[Exercise inputs — start]
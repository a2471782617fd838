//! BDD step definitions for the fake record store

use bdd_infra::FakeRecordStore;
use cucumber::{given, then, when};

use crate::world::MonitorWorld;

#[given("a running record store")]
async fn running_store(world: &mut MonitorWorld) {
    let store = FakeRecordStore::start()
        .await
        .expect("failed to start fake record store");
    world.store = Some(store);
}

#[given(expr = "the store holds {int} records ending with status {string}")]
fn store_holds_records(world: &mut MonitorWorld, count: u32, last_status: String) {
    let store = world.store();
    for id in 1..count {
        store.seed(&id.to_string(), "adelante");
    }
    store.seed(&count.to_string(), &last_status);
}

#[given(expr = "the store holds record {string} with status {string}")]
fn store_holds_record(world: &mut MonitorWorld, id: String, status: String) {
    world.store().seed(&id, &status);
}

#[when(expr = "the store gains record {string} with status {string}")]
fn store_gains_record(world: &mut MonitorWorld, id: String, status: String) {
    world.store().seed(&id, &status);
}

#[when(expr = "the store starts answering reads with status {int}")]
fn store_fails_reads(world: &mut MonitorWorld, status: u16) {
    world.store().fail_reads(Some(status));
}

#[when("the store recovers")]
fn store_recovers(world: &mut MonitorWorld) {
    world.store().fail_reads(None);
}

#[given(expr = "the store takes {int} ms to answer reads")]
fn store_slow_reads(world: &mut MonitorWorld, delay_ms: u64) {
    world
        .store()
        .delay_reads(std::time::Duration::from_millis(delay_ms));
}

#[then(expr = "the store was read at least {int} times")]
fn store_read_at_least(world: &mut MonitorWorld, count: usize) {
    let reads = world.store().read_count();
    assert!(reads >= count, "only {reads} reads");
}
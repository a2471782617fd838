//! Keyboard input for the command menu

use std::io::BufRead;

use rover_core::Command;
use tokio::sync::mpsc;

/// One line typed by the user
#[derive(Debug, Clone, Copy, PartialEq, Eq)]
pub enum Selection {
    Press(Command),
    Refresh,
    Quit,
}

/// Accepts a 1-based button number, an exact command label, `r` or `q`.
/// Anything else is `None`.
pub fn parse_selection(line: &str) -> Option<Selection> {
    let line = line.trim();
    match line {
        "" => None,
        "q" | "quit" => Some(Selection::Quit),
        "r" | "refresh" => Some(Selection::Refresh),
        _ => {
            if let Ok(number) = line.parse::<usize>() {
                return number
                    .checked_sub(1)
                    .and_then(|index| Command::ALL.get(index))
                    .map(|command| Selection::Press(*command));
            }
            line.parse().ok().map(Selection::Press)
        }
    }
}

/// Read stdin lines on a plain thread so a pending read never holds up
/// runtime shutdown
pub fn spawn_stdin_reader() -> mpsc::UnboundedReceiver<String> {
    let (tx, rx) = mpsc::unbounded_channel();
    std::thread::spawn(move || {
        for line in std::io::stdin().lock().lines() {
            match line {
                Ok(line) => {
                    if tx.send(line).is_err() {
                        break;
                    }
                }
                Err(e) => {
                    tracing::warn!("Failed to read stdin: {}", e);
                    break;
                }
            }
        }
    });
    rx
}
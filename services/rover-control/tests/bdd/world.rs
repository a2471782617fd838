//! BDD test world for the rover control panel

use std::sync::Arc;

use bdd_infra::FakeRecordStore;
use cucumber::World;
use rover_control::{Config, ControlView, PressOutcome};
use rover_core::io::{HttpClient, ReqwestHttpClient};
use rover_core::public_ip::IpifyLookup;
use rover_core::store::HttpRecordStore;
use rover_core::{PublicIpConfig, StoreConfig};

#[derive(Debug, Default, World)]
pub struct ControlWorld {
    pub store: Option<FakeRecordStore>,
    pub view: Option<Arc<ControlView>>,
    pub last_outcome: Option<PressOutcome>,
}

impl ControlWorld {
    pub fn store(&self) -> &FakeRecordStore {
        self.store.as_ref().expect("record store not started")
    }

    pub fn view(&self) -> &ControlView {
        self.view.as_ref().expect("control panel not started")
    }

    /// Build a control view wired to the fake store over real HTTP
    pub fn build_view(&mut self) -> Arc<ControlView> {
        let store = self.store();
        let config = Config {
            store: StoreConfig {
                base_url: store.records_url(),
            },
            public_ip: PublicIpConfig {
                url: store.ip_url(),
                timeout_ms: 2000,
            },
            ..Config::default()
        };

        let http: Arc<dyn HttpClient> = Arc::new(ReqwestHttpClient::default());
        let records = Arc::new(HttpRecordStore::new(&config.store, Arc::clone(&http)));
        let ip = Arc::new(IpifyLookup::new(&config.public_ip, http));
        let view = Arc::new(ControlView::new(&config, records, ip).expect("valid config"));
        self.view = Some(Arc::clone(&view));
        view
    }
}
[Exercise inputs — finish]
**Exercise description:**
Restate each of the entries above verbatim.

**Result of this task:**
repository a2471782617fd838
//! BDD step definitions for the fake record store

use bdd_infra::FakeRecordStore;
use cucumber::{given, then, when};

use crate::world::MonitorWorld;

#[given("a running record store")]
async fn running_store(world: &mut MonitorWorld) {
    let store = FakeRecordStore::start()
        .await
        .expect("failed to start fake record store");
    world.store = Some(store);
}

#[given(expr = "the store holds {int} records ending with status {string}")]
fn store_holds_records(world: &mut MonitorWorld, count: u32, last_status: String) {
    let store = world.store();
    for id in 1..count {
        store.seed(&id.to_string(), "adelante");
    }
    store.seed(&count.to_string(), &last_status);
}

#[given(expr = "the store holds record {string} with status {string}")]
fn store_holds_record(world: &mut MonitorWorld, id: String, status: String) {
    world.store().seed(&id, &status);
}

#[when(expr = "the store gains record {string} with status {string}")]
fn store_gains_record(world: &mut MonitorWorld, id: String, status: String) {
    world.store().seed(&id, &status);
}

#[when(expr = "the store starts answering reads with status {int}")]
fn store_fails_reads(world: &mut MonitorWorld, status: u16) {
    world.store().fail_reads(Some(status));
}

#[when("the store recovers")]
fn store_recovers(world: &mut MonitorWorld) {
    world.store().fail_reads(None);
}

#[given(expr = "the store takes {int} ms to answer reads")]
fn store_slow_reads(world: &mut MonitorWorld, delay_ms: u64) {
    world
        .store()
        .delay_reads(std::time::Duration::from_millis(delay_ms));
}

#[then(expr = "the store was read at least {int} times")]
fn store_read_at_least(world: &mut MonitorWorld, count: usize) {
    let reads = world.store().read_count();
    assert!(reads >= count, "only {reads} reads");
}
repository a2471782617fd838
//! Keyboard input for the command menu

use std::io::BufRead;

use rover_core::Command;
use tokio::sync::mpsc;

/// One line typed by the user
#[derive(Debug, Clone, Copy, PartialEq, Eq)]
pub enum Selection {
    Press(Command),
    Refresh,
    Quit,
}

/// Accepts a 1-based button number, an exact command label, `r` or `q`.
/// Anything else is `None`.
pub fn parse_selection(line: &str) -> Option<Selection> {
    let line = line.trim();
    match line {
        "" => None,
        "q" | "quit" => Some(Selection::Quit),
        "r" | "refresh" => Some(Selection::Refresh),
        _ => {
            if let Ok(number) = line.parse::<usize>() {
                return number
                    .checked_sub(1)
                    .and_then(|index| Command::ALL.get(index))
                    .map(|command| Selection::Press(*command));
            }
            line.parse().ok().map(Selection::Press)
        }
    }
}

/// Read stdin lines on a plain thread so a pending read never holds up
/// runtime shutdown
pub fn spawn_stdin_reader() -> mpsc::UnboundedReceiver<String> {
    let (tx, rx) = mpsc::unbounded_channel();
    std::thread::spawn(move || {
        for line in std::io::stdin().lock().lines() {
            match line {
                Ok(line) => {
                    if tx.send(line).is_err() {
                        break;
                    }
                }
                Err(e) => {
                    tracing::warn!("Failed to read stdin: {}", e);
                    break;
                }
            }
        }
    });
    rx
}
filename services/rover-control/tests/bdd/world.rs
repository a2471782617fd838
//! BDD test world for the rover control panel

use std::sync::Arc;

use bdd_infra::FakeRecordStore;
use cucumber::World;
use rover_control::{Config, ControlView, PressOutcome};
use rover_core::io::{HttpClient, ReqwestHttpClient};
use rover_core::public_ip::IpifyLookup;
use rover_core::store::HttpRecordStore;
use rover_core::{PublicIpConfig, StoreConfig};

#[derive(Debug, Default, World)]
pub struct ControlWorld {
    pub store: Option<FakeRecordStore>,
    pub view: Option<Arc<ControlView>>,
    pub last_outcome: Option<PressOutcome>,
}

impl ControlWorld {
    pub fn store(&self) -> &FakeRecordStore {
        self.store.as_ref().expect("record store not started")
    }

    pub fn view(&self) -> &ControlView {
        self.view.as_ref().expect("control panel not started")
    }

    /// Build a control view wired to the fake store over real HTTP
    pub fn build_view(&mut self) -> Arc<ControlView> {
        let store = self.store();
        let config = Config {
            store: StoreConfig {
                base_url: store.records_url(),
            },
            public_ip: PublicIpConfig {
                url: store.ip_url(),
                timeout_ms: 2000,
            },
            ..Config::default()
        };

        let http: Arc<dyn HttpClient> = Arc::new(ReqwestHttpClient::default());
        let records = Arc::new(HttpRecordStore::new(&config.store, Arc::clone(&http)));
        let ip = Arc::new(IpifyLookup::new(&config.public_ip, http));
        let view = Arc::new(ControlView::new(&config, records, ip).expect("valid config"));
        self.view = Some(Arc::clone(&view));
        view
    }
}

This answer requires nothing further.